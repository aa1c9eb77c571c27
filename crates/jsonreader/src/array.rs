//! The array view (spec §4.E): lazy indexed access over a JSON array
//! token, built on [`scanner::next_element`].

use crate::{
    byte_source::ByteSource,
    error::{ScanError, ScanErrorKind},
    handle::Handle,
    scanner,
};

/// A lazy view over a JSON array value. `offset` is the array's opening
/// `[`.
#[derive(Clone, Copy)]
pub struct ArrayHandle<'a, S: ByteSource> {
    source: &'a S,
    offset: usize,
}

impl<'a, S: ByteSource> ArrayHandle<'a, S> {
    pub(crate) fn new(source: &'a S, offset: usize) -> Self {
        Self { source, offset }
    }

    /// Offset of the opening `[`.
    #[must_use]
    pub fn offset(&self) -> usize {
        self.offset
    }

    /// Iterates the array's elements in source order. Each step scans
    /// forward from the previous element's end, so iteration overall is
    /// linear in the array's size regardless of how many elements are
    /// visited.
    #[must_use]
    pub fn iter(&self) -> ArrayIter<'a, S> {
        ArrayIter {
            source: self.source,
            cur: self.offset,
            done: false,
        }
    }

    /// Returns the element at the 1-based `index` (spec §4.D/§4.H), scanning
    /// from the start of the array. Callers that need several indices
    /// should prefer [`Self::iter`] to avoid rescanning the prefix for each
    /// lookup.
    pub fn get(&self, index: usize) -> Result<Handle<'a, S>, ScanError> {
        self.try_get(index).map_err(|e| ScanError::from_kind(self.source, e))
    }

    fn try_get(&self, index: usize) -> Result<Handle<'a, S>, ScanErrorKind> {
        let mut seen = 0usize;
        for item in self.iter() {
            let (start, _end) = item?;
            seen += 1;
            if seen == index {
                return Handle::at(self.source, start);
            }
        }
        Err(ScanErrorKind::IndexOutOfRange {
            index,
            length: seen,
        })
    }

    /// The number of elements, which requires scanning the entire array.
    pub fn len(&self) -> Result<usize, ScanError> {
        let mut count = 0usize;
        for item in self.iter() {
            item.map_err(|e| ScanError::from_kind(self.source, e))?;
            count += 1;
        }
        Ok(count)
    }

    /// Whether the array has no elements. Unlike [`Self::len`], this only
    /// needs to look at the first token after `[`.
    pub fn is_empty(&self) -> Result<bool, ScanError> {
        scanner::next_element(self.source, self.offset)
            .map(|next| next.is_none())
            .map_err(|e| ScanError::from_kind(self.source, e))
    }
}

/// Iterates the elements of an array, yielding each element's `(start,
/// end)` byte range.
pub struct ArrayIter<'a, S: ByteSource> {
    source: &'a S,
    cur: usize,
    done: bool,
}

impl<S: ByteSource> Iterator for ArrayIter<'_, S> {
    type Item = Result<(usize, usize), ScanErrorKind>;

    fn next(&mut self) -> Option<Self::Item> {
        if self.done {
            return None;
        }
        match scanner::next_element(self.source, self.cur) {
            Ok(Some((start, end))) => {
                self.cur = end;
                Some(Ok((start, end)))
            }
            Ok(None) => {
                self.done = true;
                None
            }
            Err(e) => {
                self.done = true;
                Some(Err(e))
            }
        }
    }
}
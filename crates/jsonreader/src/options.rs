//! Reader configuration (ambient addition, not a spec component): tunables
//! for the I/O-backed streaming adaptor (§4.J). The lazy-reader core itself
//! (scanner, handles, views, piece-table) has no configurable behaviour —
//! every option here only affects how aggressively [`crate::streaming::StreamingSource`]
//! grows its buffer while pumping.

/// Configuration for [`crate::streaming::StreamingSource`].
///
/// # Default
///
/// `streaming_initial_capacity` defaults to `0` (no pre-allocation);
/// `streaming_chunk_size` defaults to `4096`, matching a typical OS pipe
/// buffer size.
#[derive(Debug, Clone, Copy)]
pub struct ReaderOptions {
    /// Bytes to reserve up front in the streaming buffer, if the caller has
    /// a size estimate for the document being streamed.
    ///
    /// # Default
    ///
    /// `0`
    pub streaming_initial_capacity: usize,

    /// Number of bytes requested per `read` call while pumping a streaming
    /// source for more input.
    ///
    /// # Default
    ///
    /// `4096`
    pub streaming_chunk_size: usize,
}

impl Default for ReaderOptions {
    fn default() -> Self {
        Self {
            streaming_initial_capacity: 0,
            streaming_chunk_size: 4096,
        }
    }
}
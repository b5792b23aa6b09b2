//! Structural description of a template tree.

use crate::error::{Error, Result};
use crate::path::relative_path;
use log::debug;
use std::fs;
use std::io;
use std::path::Path;
use walkdir::WalkDir;

/// Every directory and file of a template tree, as root-relative paths.
///
/// `dirs` always starts with `""` (the root) and lists parents before
/// children. Every file's parent is present in `dirs`.
#[derive(Debug, Clone, Default, PartialEq, Eq)]
pub struct TreeDescriptor {
    pub dirs: Vec<String>,
    pub files: Vec<String>,
}

fn unreadable<P: AsRef<Path>>(path: P, message: &str) -> Error {
    Error::TemplateTreeUnreadable {
        path: path.as_ref().to_path_buf(),
        source: io::Error::new(io::ErrorKind::InvalidInput, message.to_string()),
    }
}

impl TreeDescriptor {
    /// Walks `template_root` depth-first and records every entry.
    ///
    /// # Errors
    /// * `Error::TemplateTreeUnreadable` if the root is missing or not a directory,
    ///   an entry cannot be read, or the tree contains a symbolic link or a
    ///   special file
    pub fn build<P: AsRef<Path>>(template_root: P) -> Result<Self> {
        let template_root = template_root.as_ref();
        debug!("Describing template tree '{}'.", template_root.display());

        let mut descriptor = TreeDescriptor::default();

        for entry in WalkDir::new(template_root).follow_links(false).sort_by_file_name() {
            let entry = entry.map_err(|e| {
                let path = e
                    .path()
                    .unwrap_or(template_root)
                    .to_path_buf();
                Error::TemplateTreeUnreadable { path, source: e.into() }
            })?;
            let path = entry.path();
            let file_type = entry.file_type();

            if entry.depth() == 0 && !file_type.is_dir() {
                return Err(unreadable(path, "template root is not a directory"));
            }

            let relative = relative_path(template_root, path)?;

            if file_type.is_symlink() {
                return Err(unreadable(path, "symbolic links are not supported"));
            } else if file_type.is_dir() {
                debug!("Template directory: '{relative}'");
                descriptor.dirs.push(relative);
            } else if file_type.is_file() {
                fs::File::open(path).map_err(|source| Error::TemplateTreeUnreadable {
                    path: path.to_path_buf(),
                    source,
                })?;
                debug!("Template file: '{relative}'");
                descriptor.files.push(relative);
            } else {
                return Err(unreadable(path, "unsupported file type"));
            }
        }

        Ok(descriptor)
    }
}

#[cfg(test)]
mod tests {
    use super::*;
    use tempfile::TempDir;

    #[test]
    fn test_empty_root_has_root_dir_only() {
        let temp_dir = TempDir::new().unwrap();
        let descriptor = TreeDescriptor::build(temp_dir.path()).unwrap();

        assert_eq!(descriptor.dirs, vec![String::new()]);
        assert!(descriptor.files.is_empty());
    }

    #[test]
    fn test_missing_root_is_unreadable() {
        let temp_dir = TempDir::new().unwrap();
        let err = TreeDescriptor::build(temp_dir.path().join("missing")).unwrap_err();
        assert!(matches!(err, Error::TemplateTreeUnreadable { .. }));
    }

    #[test]
    fn test_root_that_is_a_file_is_unreadable() {
        let temp_dir = TempDir::new().unwrap();
        let file = temp_dir.path().join("Makefile");
        fs::write(&file, "all:").unwrap();

        let err = TreeDescriptor::build(&file).unwrap_err();
        assert!(matches!(err, Error::TemplateTreeUnreadable { .. }));
    }
}
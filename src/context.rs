//! Render context: placeholder name to substitution value, fixed for one run.

use indexmap::IndexMap;
use serde::Serialize;

/// Placeholder holding the project name.
pub const PROJECT_KEY: &str = "Project";

/// Placeholder holding the docker image name.
pub const DOCKER_IMG_KEY: &str = "DockerImg";

/// Placeholder holding the golangci-lint image tag.
pub const CI_LINT_VERSION_KEY: &str = "CILintVersion";

/// Mapping from placeholder name to the literal value inserted for it.
///
/// Insertion order is preserved so the context can be logged and
/// serialized the same way it was assembled.
#[derive(Debug, Clone, Default, PartialEq, Eq, Serialize)]
#[serde(transparent)]
pub struct RenderContext(IndexMap<String, String>);

impl RenderContext {
    pub fn new() -> Self {
        Self::default()
    }

    /// Sets `key` to `value`, replacing any previous value.
    pub fn insert<K: Into<String>, V: Into<String>>(&mut self, key: K, value: V) {
        self.0.insert(key.into(), value.into());
    }

    pub fn get(&self, key: &str) -> Option<&str> {
        self.0.get(key).map(String::as_str)
    }

    /// Copies every entry of `other` into `self`; `other` wins on conflicts.
    pub fn extend(&mut self, other: RenderContext) {
        self.0.extend(other.0);
    }

    pub fn len(&self) -> usize {
        self.0.len()
    }
}

impl<K: Into<String>, V: Into<String>> FromIterator<(K, V)> for RenderContext {
    fn from_iter<I: IntoIterator<Item = (K, V)>>(iter: I) -> Self {
        Self(iter.into_iter().map(|(k, v)| (k.into(), v.into())).collect())
    }
}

________

▶ ASSIGNMENT
A complete answer lists each line of the data that holds the word "depth".

▶ TASK ANSWER
    /// Walks `template_root` depth-first and records every entry.
            if entry.depth() == 0 && !file_type.is_dir() {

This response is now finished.